There are many processes and signals in cells that must be turned on and off, sometimes very quickly.  How is this done? One important way is via post-translational modification of proteins such as phosphorylation or dephosphorylation. In her first talk, Dr. Anne Bertolotti introduces us to protein phosphatases, the enzymes that remove phosphate from proteins and work in opposition to protein kinases. She gives a brief history of the early experiments that showed that phosphatases are vital to regulating the stability, localization and interactions of many proteins. Bertolotti also describes more recent work demonstrating that protein phosphatases are split enzymes with a catalytic subunit and a subunit that determines substrate specificity. This selective subunit makes phosphatases exquisitely specific and attractive targets for drug development.
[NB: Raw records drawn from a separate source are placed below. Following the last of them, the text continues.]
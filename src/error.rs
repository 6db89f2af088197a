//! Pipeline-level errors.
//!
//! Wraps the core error types with the context a caller needs to act on a
//! failure: which row or record id, which collection, which backend.

use thiserror::Error;

use catalog_vectors_core::error::{DatasetError, ProviderError, StoreError};
use catalog_vectors_core::models::BackendKind;

#[derive(Error, Debug)]
pub enum PipelineError {
    /// Ingestion was attempted before the embedding stage ran.
    #[error("table has no embedding column; run the embedding stage (embed_column) before ingesting")]
    MissingEmbedding,

    #[error("column '{0}' not found in table")]
    UnknownColumn(String),

    #[error("embedding row {row} failed: {source}")]
    Embedding {
        row: usize,
        #[source]
        source: ProviderError,
    },

    #[error("failed to encode query: {0}")]
    Query(#[source] ProviderError),

    #[error("upsert of record {id} into '{collection}' ({backend}) failed: {source}")]
    Upsert {
        id: u64,
        collection: String,
        backend: BackendKind,
        #[source]
        source: StoreError,
    },

    #[error("search in '{collection}' ({backend}) failed: {source}")]
    Search {
        collection: String,
        backend: BackendKind,
        #[source]
        source: StoreError,
    },

    #[error("clearing '{collection}' ({backend}) failed: {source}")]
    Clear {
        collection: String,
        backend: BackendKind,
        #[source]
        source: StoreError,
    },

    #[error(transparent)]
    Dataset(#[from] DatasetError),
}
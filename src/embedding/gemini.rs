//! Google Gemini embedding provider.

use std::time::Duration;

use reqwest::blocking::Client;
use reqwest::header::{HeaderMap, HeaderValue};
use serde::{Deserialize, Serialize};
use tracing::debug;

use catalog_vectors_core::embedding::EmbeddingProvider;
use catalog_vectors_core::error::ProviderError;
use catalog_vectors_core::models::Embedding;

use crate::http;

pub const DEFAULT_BASE_URL: &str = "https://generativelanguage.googleapis.com/v1beta";

const PROVIDER: &str = "gemini";

/// Calls `POST {base_url}/models/{model}:embedContent` once per text.
pub struct GeminiProvider {
    client: Client,
    endpoint: String,
    /// Fully qualified resource name, `models/<id>`.
    resource: String,
    model: String,
    dims: usize,
    request_dims: Option<usize>,
}

impl GeminiProvider {
    pub fn new(
        api_key: &str,
        base_url: &str,
        model: String,
        dims: usize,
        request_dims: Option<usize>,
        timeout: Duration,
    ) -> Result<Self, ProviderError> {
        if api_key.trim().is_empty() {
            return Err(ProviderError::Config("missing Gemini API key".to_string()));
        }
        let mut headers = HeaderMap::new();
        headers.insert(
            "x-goog-api-key",
            HeaderValue::from_str(api_key.trim())
                .map_err(|_| ProviderError::Config("invalid Gemini API key".to_string()))?,
        );
        let client = http::build_client(timeout, headers).map_err(|e| {
            ProviderError::Config(format!("failed to build Gemini HTTP client: {}", e))
        })?;
        let id = model.trim_start_matches("models/").to_string();
        Ok(Self {
            client,
            endpoint: format!("{}/models/{}:embedContent", http::trim_base(base_url), id),
            resource: format!("models/{}", id),
            model,
            dims,
            request_dims,
        })
    }
}

impl EmbeddingProvider for GeminiProvider {
    fn model_name(&self) -> &str {
        &self.model
    }

    fn dims(&self) -> usize {
        self.dims
    }

    fn encode(&self, text: &str) -> Result<Embedding, ProviderError> {
        let request = EmbedContentRequest {
            model: &self.resource,
            content: Content {
                parts: [Part { text }],
            },
            output_dimensionality: self.request_dims,
        };
        debug!(model = %self.model, chars = text.len(), "gemini embed request");
        let resp = self
            .client
            .post(&self.endpoint)
            .json(&request)
            .send()
            .map_err(|e| ProviderError::Request {
                provider: PROVIDER,
                transient: http::is_transient_error(&e),
                message: e.to_string(),
            })?;

        let status = resp.status();
        if !status.is_success() {
            return Err(ProviderError::Request {
                provider: PROVIDER,
                transient: http::is_transient_status(status),
                message: format!("{}: {}", status, http::error_body(resp)),
            });
        }

        let parsed: EmbedContentResponse =
            resp.json().map_err(|e| ProviderError::InvalidResponse {
                provider: PROVIDER,
                message: e.to_string(),
            })?;
        parsed.into_first()
    }
}

#[derive(Serialize)]
#[serde(rename_all = "camelCase")]
struct EmbedContentRequest<'a> {
    model: &'a str,
    content: Content<'a>,
    #[serde(skip_serializing_if = "Option::is_none")]
    output_dimensionality: Option<usize>,
}

#[derive(Serialize)]
struct Content<'a> {
    parts: [Part<'a>; 1],
}

#[derive(Serialize)]
struct Part<'a> {
    text: &'a str,
}

/// `embedContent` answers with `embedding`; the batch endpoint and some
/// proxies answer with `embeddings`. Either is accepted.
#[derive(Debug, Deserialize)]
struct EmbedContentResponse {
    #[serde(default)]
    embedding: Option<ContentEmbedding>,
    #[serde(default)]
    embeddings: Vec<ContentEmbedding>,
}

#[derive(Debug, Deserialize)]
struct ContentEmbedding {
    #[serde(default)]
    values: Vec<f32>,
}

impl EmbedContentResponse {
    fn into_first(self) -> Result<Embedding, ProviderError> {
        self.embedding
            .into_iter()
            .chain(self.embeddings)
            .map(|e| e.values)
            .next()
            .filter(|v| !v.is_empty())
            .ok_or_else(|| ProviderError::InvalidResponse {
                provider: PROVIDER,
                message: "response contained no embedding values".to_string(),
            })
    }
}
//! # catalog-vectors core
//!
//! Backend-agnostic logic for catalog-vectors: the record data model,
//! list-literal parsing and value normalization, the record preparer,
//! and the [`EmbeddingProvider`](embedding::EmbeddingProvider) and
//! [`VectorStore`](store::VectorStore) capability traits.
//!
//! This crate performs no network or filesystem I/O. Concrete providers
//! (fastembed, OpenAI, Gemini) and remote backends (Qdrant, Chroma,
//! MongoDB, Supabase) live in the `catalog-vectors` app crate; the only
//! backend implemented here is [`InMemoryStore`](store::memory::InMemoryStore).

pub mod embedding;
pub mod error;
pub mod literal;
pub mod models;
pub mod normalize;
pub mod prepare;
pub mod store;
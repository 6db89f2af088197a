//! Embedding provider implementations.
//!
//! The [`EmbeddingProvider`] trait lives in the core crate; this module
//! holds the concrete variants and the factory that picks one:
//!
//! - **`local`** ([`LocalProvider`](local::LocalProvider)): fastembed
//!   sentence-embedding model, no network calls after the model download.
//!   Requires the `local-embeddings-fastembed` feature (on by default).
//! - **`openai`** ([`OpenAiProvider`]): OpenAI-compatible `/embeddings`.
//! - **`gemini`** ([`GeminiProvider`]): Google Gemini `embedContent`.
//!
//! Every variant issues exactly one model call per `encode` and never
//! retries; see [`RetryPolicy`](crate::retry::RetryPolicy) for the
//! caller-side retry loop.

pub mod gemini;
#[cfg(feature = "local-embeddings-fastembed")]
pub mod local;
pub mod openai;

use std::fmt;
use std::str::FromStr;
use std::time::Duration;

use catalog_vectors_core::embedding::EmbeddingProvider;
use catalog_vectors_core::error::ProviderError;

use crate::config::EmbeddingConfig;

pub use gemini::GeminiProvider;
pub use openai::OpenAiProvider;

/// Local models with their native dimensionality.
pub const LOCAL_MODELS: &[(&str, usize)] = &[
    ("all-minilm-l6-v2", 384),
    ("bge-small-en-v1.5", 384),
    ("bge-base-en-v1.5", 768),
    ("bge-large-en-v1.5", 1024),
    ("nomic-embed-text-v1", 768),
    ("nomic-embed-text-v1.5", 768),
    ("multilingual-e5-small", 384),
    ("multilingual-e5-base", 768),
    ("multilingual-e5-large", 1024),
];

/// Hosted models with their default dimensionality.
const REMOTE_MODELS: &[(&str, usize)] = &[
    ("text-embedding-3-small", 1536),
    ("text-embedding-3-large", 3072),
    ("text-embedding-ada-002", 1536),
    ("gemini-embedding-001", 3072),
    ("text-embedding-004", 768),
    ("embedding-001", 768),
];

/// Embedding provider variants.
#[derive(Debug, Clone, Copy, PartialEq, Eq)]
pub enum ProviderKind {
    Local,
    OpenAi,
    Gemini,
}

impl ProviderKind {
    pub fn name(self) -> &'static str {
        match self {
            ProviderKind::Local => "local",
            ProviderKind::OpenAi => "openai",
            ProviderKind::Gemini => "gemini",
        }
    }

    fn default_model(self) -> &'static str {
        match self {
            ProviderKind::Local => "all-minilm-l6-v2",
            ProviderKind::OpenAi => "text-embedding-3-small",
            ProviderKind::Gemini => "gemini-embedding-001",
        }
    }
}

impl fmt::Display for ProviderKind {
    fn fmt(&self, f: &mut fmt::Formatter<'_>) -> fmt::Result {
        f.write_str(self.name())
    }
}

impl FromStr for ProviderKind {
    type Err = ProviderError;

    fn from_str(s: &str) -> Result<Self, Self::Err> {
        match s.trim().to_ascii_lowercase().as_str() {
            "local" | "sentence_transformers" => Ok(ProviderKind::Local),
            "openai" => Ok(ProviderKind::OpenAi),
            "gemini" => Ok(ProviderKind::Gemini),
            other => Err(ProviderError::UnknownProvider(other.to_string())),
        }
    }
}

/// Resolves the model name and vector size for `kind`.
///
/// An explicit `embedding.dims` wins; otherwise the size comes from the
/// known-model tables. Unknown models need an explicit size.
fn resolve_model(kind: ProviderKind, config: &EmbeddingConfig) -> Result<(String, usize), ProviderError> {
    let model = config
        .model
        .clone()
        .unwrap_or_else(|| kind.default_model().to_string());
    if let Some(dims) = config.dims {
        return Ok((model, dims));
    }
    let table = match kind {
        ProviderKind::Local => LOCAL_MODELS,
        ProviderKind::OpenAi | ProviderKind::Gemini => REMOTE_MODELS,
    };
    let bare = model.trim_start_matches("models/");
    table
        .iter()
        .find(|(name, _)| *name == bare)
        .map(|(_, dims)| (model.clone(), *dims))
        .ok_or_else(|| {
            ProviderError::Config(format!(
                "embedding.dims is required for unrecognized {} model '{}'",
                kind, model
            ))
        })
}

/// Create the [`EmbeddingProvider`] selected by `config.provider`.
///
/// `api_key` is the already-resolved secret for remote providers; this
/// function never reads the environment.
///
/// # Errors
///
/// [`ProviderError::UnknownProvider`] for an unrecognized provider name,
/// [`ProviderError::Config`] for a missing key, unknown model, or a
/// local provider built without the fastembed feature.
pub fn create_provider(
    config: &EmbeddingConfig,
    api_key: Option<&str>,
) -> Result<Box<dyn EmbeddingProvider>, ProviderError> {
    let kind: ProviderKind = config.provider.parse()?;
    let (model, dims) = resolve_model(kind, config)?;
    let timeout = Duration::from_secs(config.timeout_secs);
    let require_key = || {
        api_key.ok_or_else(|| {
            ProviderError::Config(format!(
                "{} provider requires an API key (set {})",
                kind,
                config.api_key_var().unwrap_or_default()
            ))
        })
    };

    match kind {
        ProviderKind::OpenAi => Ok(Box::new(OpenAiProvider::new(
            require_key()?,
            config.base_url.as_deref().unwrap_or(openai::DEFAULT_BASE_URL),
            model,
            dims,
            config.dims,
            timeout,
        )?)),
        ProviderKind::Gemini => Ok(Box::new(GeminiProvider::new(
            require_key()?,
            config.base_url.as_deref().unwrap_or(gemini::DEFAULT_BASE_URL),
            model,
            dims,
            config.dims,
            timeout,
        )?)),
        #[cfg(feature = "local-embeddings-fastembed")]
        ProviderKind::Local => Ok(Box::new(local::LocalProvider::new(model, dims)?)),
        #[cfg(not(feature = "local-embeddings-fastembed"))]
        ProviderKind::Local => Err(ProviderError::Config(
            "local embedding provider requires --features local-embeddings-fastembed".to_string(),
        )),
    }
}
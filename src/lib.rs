//! # Catalog Vectors
//!
//! Vector ingestion and retrieval for tabular product catalogs.
//!
//! Rows are read from CSV, cleaned into payload-safe records, one text
//! column is turned into embeddings through a swappable provider, and the
//! vectors are written to a pluggable similarity-search backend. A free-text
//! query is then answered with the most similar records.
//!
//! ## Architecture
//!
//! ```text
//! ┌──────────┐   ┌──────────┐   ┌───────────┐   ┌──────────────┐
//! │   CSV    │──▶│ Prepare  │──▶│   Embed   │──▶│ Vector store │
//! │ dataset  │   │normalize │   │ provider  │   │ qdrant/memory│
//! └──────────┘   └──────────┘   └───────────┘   └──────┬───────┘
//!                                                      │
//!                               query ──▶ embed ──▶ search
//! ```
//!
//! The backend-independent pieces (normalizer, preparer, traits, in-memory
//! store) live in the `catalog-vectors-core` crate; this crate adds the
//! network providers and backends, configuration and the `cvx` CLI.
//!
//! ## Modules
//!
//! | Module | Purpose |
//! |--------|---------|
//! | [`config`] | TOML configuration and secret resolution |
//! | [`dataset`] | CSV loading, cell typing and saving |
//! | [`embedding`] | Local, OpenAI and Gemini providers |
//! | [`store`] | Qdrant, memory, Chroma, MongoDB and Supabase backends |
//! | [`ingest`] | Embedding stage and ingestion pipeline |
//! | [`search`] | Retrieval pipeline |
//! | [`retry`] | Caller-side retry with backoff |
//! | [`error`] | Pipeline errors |

pub mod config;
pub mod dataset;
pub mod embedding;
pub mod error;
mod http;
pub mod ingest;
pub mod retry;
pub mod search;
pub mod store;
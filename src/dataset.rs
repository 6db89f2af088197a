//! CSV reading and writing.
//!
//! Cells are typed on load: an empty cell is null, then integer, then
//! float (`inf` and `nan` included), and anything else is text. List-like
//! strings stay text here; the preparer decides what to do with them.

use std::path::Path;

use anyhow::{Context, Result};
use tracing::{info, warn};

use catalog_vectors_core::models::{RawValue, EMBEDDING_FIELD};
use catalog_vectors_core::prepare::{prepare, PrepareStats, PreparedTable, RawTable};

use crate::config::Config;

/// Infers the type of a single CSV cell.
pub fn parse_cell(cell: &str) -> RawValue {
    if cell.is_empty() {
        return RawValue::Null;
    }
    let trimmed = cell.trim();
    if let Ok(i) = trimmed.parse::<i64>() {
        return RawValue::Int(i);
    }
    if let Ok(f) = trimmed.parse::<f64>() {
        return RawValue::Float(f);
    }
    RawValue::Text(cell.to_string())
}

pub fn load_csv(path: &Path) -> Result<RawTable> {
    let mut reader = csv::ReaderBuilder::new()
        .flexible(true)
        .from_path(path)
        .with_context(|| format!("Failed to open dataset: {}", path.display()))?;
    let columns: Vec<String> = reader
        .headers()
        .with_context(|| format!("Failed to read header row of {}", path.display()))?
        .iter()
        .map(str::to_string)
        .collect();

    let mut table = RawTable::new(columns);
    for (line, record) in reader.records().enumerate() {
        let record =
            record.with_context(|| format!("Failed to read row {} of {}", line, path.display()))?;
        table
            .push_row(record.iter().map(parse_cell).collect())
            .with_context(|| format!("Malformed dataset {}", path.display()))?;
    }
    info!(path = %path.display(), rows = table.rows.len(), "loaded dataset");
    Ok(table)
}

/// Writes `table` with its columns in order. Nulls are written as empty
/// cells; an attached embedding column is appended as a JSON array.
pub fn save_csv(table: &PreparedTable, path: &Path) -> Result<()> {
    let mut writer = csv::Writer::from_path(path)
        .with_context(|| format!("Failed to create {}", path.display()))?;
    let embeddings = table.embeddings();

    let mut header: Vec<&str> = table.columns().iter().map(String::as_str).collect();
    if embeddings.is_some() {
        header.push(EMBEDDING_FIELD);
    }
    writer.write_record(&header)?;

    for (row, record) in table.records().enumerate() {
        let mut cells: Vec<String> = record.values().map(|v| v.to_string()).collect();
        if let Some(embeddings) = embeddings {
            let cell = match embeddings.get(row).and_then(Option::as_ref) {
                Some(vector) => serde_json::to_string(vector)?,
                None => String::new(),
            };
            cells.push(cell);
        }
        writer.write_record(&cells)?;
    }
    writer
        .flush()
        .with_context(|| format!("Failed to write {}", path.display()))?;
    Ok(())
}

/// Loads and prepares the dataset named on the command line.
pub fn load_prepared(config: &Config, input: &Path) -> Result<(PreparedTable, PrepareStats)> {
    let raw = load_csv(input)?;
    let (table, stats) = prepare(raw, &config.dataset.list_column)
        .with_context(|| format!("Failed to prepare {}", input.display()))?;
    for (row, degradation) in &stats.degradations {
        warn!(
            row,
            value = %degradation.original,
            error = %degradation.error,
            "list value did not parse, kept as text"
        );
    }
    Ok((table, stats))
}

pub fn run_prepare(config: &Config, input: &Path, output: Option<&Path>) -> Result<()> {
    let (table, stats) = load_prepared(config, input)?;
    if let Some(output) = output {
        save_csv(&table, output)?;
    }

    println!("prepare {}", input.display());
    println!("  rows: {}", stats.rows);
    println!("  non-finite values replaced: {}", stats.non_finite_replaced);
    println!("  lists flattened: {}", stats.lists_flattened);
    println!("  unparsed list values: {}", stats.degradations.len());
    if let Some(output) = output {
        println!("  written: {}", output.display());
    }
    println!("ok");
    Ok(())
}
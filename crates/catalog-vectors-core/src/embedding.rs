//! Embedding provider trait and vector utilities.
//!
//! Concrete providers (fastembed, OpenAI, Gemini) live in the
//! `catalog-vectors` app crate. Everything here is pure.

use crate::error::ProviderError;
use crate::models::Embedding;

/// Trait for embedding providers.
///
/// One call to [`encode`](EmbeddingProvider::encode) produces one vector.
/// Implementations do not batch, cache, or retry; callers that want
/// retries wrap the call themselves. Callers must not pass null input:
/// coerce or skip it first.
pub trait EmbeddingProvider: Send + Sync {
    /// Returns the model identifier (e.g. `"text-embedding-3-small"`).
    fn model_name(&self) -> &str;
    /// Returns the embedding vector dimensionality (e.g. `1536`).
    fn dims(&self) -> usize;
    /// Embeds a single text.
    fn encode(&self, text: &str) -> Result<Embedding, ProviderError>;
}

impl<P: EmbeddingProvider + ?Sized> EmbeddingProvider for Box<P> {
    fn model_name(&self) -> &str {
        (**self).model_name()
    }
    fn dims(&self) -> usize {
        (**self).dims()
    }
    fn encode(&self, text: &str) -> Result<Embedding, ProviderError> {
        (**self).encode(text)
    }
}

/// Compute cosine similarity between two embedding vectors.
///
/// Returns a value in `[-1.0, 1.0]`:
/// - `1.0` = identical direction
/// - `0.0` = orthogonal (unrelated)
/// - `-1.0` = opposite direction
///
/// Returns `0.0` for empty vectors, vectors of different lengths, and
/// zero vectors.
pub fn cosine_similarity(a: &[f32], b: &[f32]) -> f32 {
    if a.len() != b.len() || a.is_empty() {
        return 0.0;
    }

    let mut dot = 0.0f32;
    let mut norm_a = 0.0f32;
    let mut norm_b = 0.0f32;

    for (x, y) in a.iter().zip(b.iter()) {
        dot += x * y;
        norm_a += x * x;
        norm_b += y * y;
    }

    let denom = norm_a.sqrt() * norm_b.sqrt();
    if denom < f32::EPSILON {
        return 0.0;
    }

    dot / denom
}
//! Core data types that flow through the ingestion and retrieval pipeline.
//!
//! Raw cells arrive as [`RawValue`], are normalized into [`CellValue`]
//! scalars, grouped into a [`Record`] per row, and paired with an
//! [`Embedding`] to become an [`IndexedPoint`].

use std::fmt;
use std::str::FromStr;

use indexmap::IndexMap;
use ndarray::ArrayD;

use crate::error::StoreError;

/// Dimensionality collections are provisioned with unless configured otherwise.
pub const DEFAULT_DIMS: usize = 1536;

/// Column name the embedding is attached under. Never part of a payload.
pub const EMBEDDING_FIELD: &str = "embedding";

/// A fixed-length embedding vector.
pub type Embedding = Vec<f32>;

/// One row of prepared data: column name → normalized scalar, in column order.
pub type Record = IndexMap<String, CellValue>;

/// An unnormalized cell as handed over by a dataset reader.
#[derive(Debug, Clone, PartialEq)]
pub enum RawValue {
    Null,
    Bool(bool),
    Int(i64),
    Float(f64),
    Text(String),
    List(Vec<RawValue>),
    /// An n-dimensional array; flattened in row-major order when normalized.
    Array(ArrayD<RawValue>),
}

impl RawValue {
    pub fn is_non_finite(&self) -> bool {
        matches!(self, RawValue::Float(f) if !f.is_finite())
    }
}

impl From<&str> for RawValue {
    fn from(s: &str) -> Self {
        RawValue::Text(s.to_string())
    }
}

impl From<i64> for RawValue {
    fn from(v: i64) -> Self {
        RawValue::Int(v)
    }
}

impl From<f64> for RawValue {
    fn from(v: f64) -> Self {
        RawValue::Float(v)
    }
}

impl<T: Into<RawValue>> From<Option<T>> for RawValue {
    fn from(v: Option<T>) -> Self {
        v.map_or(RawValue::Null, Into::into)
    }
}

/// A normalized scalar, safe to store as payload metadata.
#[derive(Debug, Clone, PartialEq)]
pub enum CellValue {
    Null,
    Bool(bool),
    Int(i64),
    Float(f64),
    Text(String),
}

impl CellValue {
    pub fn is_null(&self) -> bool {
        matches!(self, CellValue::Null)
    }

    pub fn as_text(&self) -> Option<&str> {
        match self {
            CellValue::Text(s) => Some(s),
            _ => None,
        }
    }

    /// Converts to JSON. Non-finite floats become `null`.
    pub fn to_json(&self) -> serde_json::Value {
        match self {
            CellValue::Null => serde_json::Value::Null,
            CellValue::Bool(b) => serde_json::Value::Bool(*b),
            CellValue::Int(i) => serde_json::Value::from(*i),
            CellValue::Float(f) => serde_json::Number::from_f64(*f)
                .map(serde_json::Value::Number)
                .unwrap_or(serde_json::Value::Null),
            CellValue::Text(s) => serde_json::Value::String(s.clone()),
        }
    }

    /// Converts a JSON payload field back into a scalar.
    ///
    /// Nested arrays and objects, which other writers may have stored in
    /// the same collection, are kept as their compact JSON text.
    pub fn from_json(value: &serde_json::Value) -> Self {
        match value {
            serde_json::Value::Null => CellValue::Null,
            serde_json::Value::Bool(b) => CellValue::Bool(*b),
            serde_json::Value::Number(n) => match n.as_i64() {
                Some(i) => CellValue::Int(i),
                None => n.as_f64().map_or(CellValue::Null, CellValue::Float),
            },
            serde_json::Value::String(s) => CellValue::Text(s.clone()),
            other => CellValue::Text(other.to_string()),
        }
    }
}

/// Display form used for embedding input and CSV output. Null is empty.
impl fmt::Display for CellValue {
    fn fmt(&self, f: &mut fmt::Formatter<'_>) -> fmt::Result {
        match self {
            CellValue::Null => Ok(()),
            CellValue::Bool(b) => write!(f, "{}", b),
            CellValue::Int(i) => write!(f, "{}", i),
            CellValue::Float(x) => write!(f, "{}", x),
            CellValue::Text(s) => f.write_str(s),
        }
    }
}

/// Converts a record into a JSON object payload.
pub fn record_to_json(record: &Record) -> serde_json::Map<String, serde_json::Value> {
    record
        .iter()
        .map(|(k, v)| (k.clone(), v.to_json()))
        .collect()
}

/// Converts a JSON object payload back into a record.
pub fn record_from_json(map: &serde_json::Map<String, serde_json::Value>) -> Record {
    map.iter()
        .map(|(k, v)| (k.clone(), CellValue::from_json(v)))
        .collect()
}

/// A vector plus its metadata, ready to be written to a collection.
#[derive(Debug, Clone, PartialEq)]
pub struct IndexedPoint {
    pub id: u64,
    pub vector: Embedding,
    pub payload: Record,
}

impl IndexedPoint {
    /// Builds a point, dropping any `embedding` column from the payload.
    pub fn new(id: u64, vector: Embedding, mut payload: Record) -> Self {
        payload.shift_remove(EMBEDDING_FIELD);
        Self {
            id,
            vector,
            payload,
        }
    }

    /// Shape validation every backend runs before touching the network.
    pub fn validate(&self) -> Result<(), StoreError> {
        if self.id == 0 {
            return Err(StoreError::InvalidPoint {
                id: self.id,
                reason: "id must be a positive integer".to_string(),
            });
        }
        if self.vector.is_empty() {
            return Err(StoreError::InvalidPoint {
                id: self.id,
                reason: "vector is empty".to_string(),
            });
        }
        Ok(())
    }
}

/// One ranked hit returned by a search.
#[derive(Debug, Clone, PartialEq)]
pub struct SearchResult {
    pub id: u64,
    pub score: f32,
    pub payload: Record,
}

/// Sorts results by descending score. NaN scores sink to the end.
pub fn sort_by_score(results: &mut [SearchResult]) {
    results.sort_by(|a, b| {
        b.score
            .partial_cmp(&a.score)
            .unwrap_or_else(|| a.score.is_nan().cmp(&b.score.is_nan()))
    });
}

/// Outcome of a data-mutating store call.
#[derive(Debug, Clone, Copy, PartialEq, Eq)]
pub enum Ack {
    /// The backend changed state.
    Applied,
    /// There was nothing to do (e.g. clearing a collection that does not exist).
    NoOp,
}

/// Result of a liveness probe. Never an error.
#[derive(Debug, Clone, PartialEq, Eq)]
pub struct HealthStatus {
    pub healthy: bool,
    pub message: String,
}

impl HealthStatus {
    pub fn ok(message: impl Into<String>) -> Self {
        Self {
            healthy: true,
            message: message.into(),
        }
    }

    pub fn failed(message: impl Into<String>) -> Self {
        Self {
            healthy: false,
            message: message.into(),
        }
    }
}

/// Vector store backend variants, selected by configuration.
#[derive(Debug, Clone, Copy, PartialEq, Eq, Hash)]
pub enum BackendKind {
    Qdrant,
    Memory,
    Chroma,
    MongoDb,
    Supabase,
}

impl BackendKind {
    pub const ALL: [BackendKind; 5] = [
        BackendKind::Qdrant,
        BackendKind::Memory,
        BackendKind::Chroma,
        BackendKind::MongoDb,
        BackendKind::Supabase,
    ];

    pub fn name(self) -> &'static str {
        match self {
            BackendKind::Qdrant => "qdrant",
            BackendKind::Memory => "memory",
            BackendKind::Chroma => "chroma",
            BackendKind::MongoDb => "mongodb",
            BackendKind::Supabase => "supabase",
        }
    }
}

impl fmt::Display for BackendKind {
    fn fmt(&self, f: &mut fmt::Formatter<'_>) -> fmt::Result {
        f.write_str(self.name())
    }
}

impl FromStr for BackendKind {
    type Err = String;

    fn from_str(s: &str) -> Result<Self, Self::Err> {
        match s.trim().to_ascii_lowercase().as_str() {
            "qdrant" => Ok(BackendKind::Qdrant),
            "memory" => Ok(BackendKind::Memory),
            "chroma" | "chromadb" => Ok(BackendKind::Chroma),
            "mongodb" | "mongo" => Ok(BackendKind::MongoDb),
            "supabase" => Ok(BackendKind::Supabase),
            other => Err(format!(
                "Unknown vector store backend: '{}'. Must be qdrant, memory, chroma, mongodb, or supabase.",
                other
            )),
        }
    }
}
Bertolotti’s lab has had a long time interest in understanding protein folding and the role of misfolded proteins in neurodegenerative disease. In her second talk, Bertolotti explains how her lab found that selectively inhibiting the dephosphorylation of eIF2⍺, a translation initiation factor, led to a reduction in protein synthesis. Decreasing protein synthesis allowed cells to “catch up” with the degradation of misfolded proteins that may accumulate as a result of cell stress. Her lab went on to show that a selective small molecule phosphatase inhibitor had therapeutic effects in a mouse model of Charcot-Marie-Tooth disease; a disease that results from the accumulation of misfolded protein in the ER.  This exciting result suggested that targeted inhibition of protein phosphatases may have therapeutic potential for neurodegenerative diseases.

Bertolotti describes a platform developed by her lab that has allowed them to rationally identify selective protein phosphatase inhibitors. Using this platform her lab identified a novel small molecule phosphatase inhibitor that blocks the accumulation of misfolded proteins in the cytosol or nucleus and showed the therapeutic effects of the molecule in a model of Huntington’s disease.

The immune system is responsible for fighting infection and disease. It is comprised of many specialized cell types, all which work together to keep people healthy. In this short video, Dr. Brittany Anderton introduces the cells of the immune system. She compares and contrasts innate and adaptive immunity, and lays out the molecular interactions required to activate each type of response.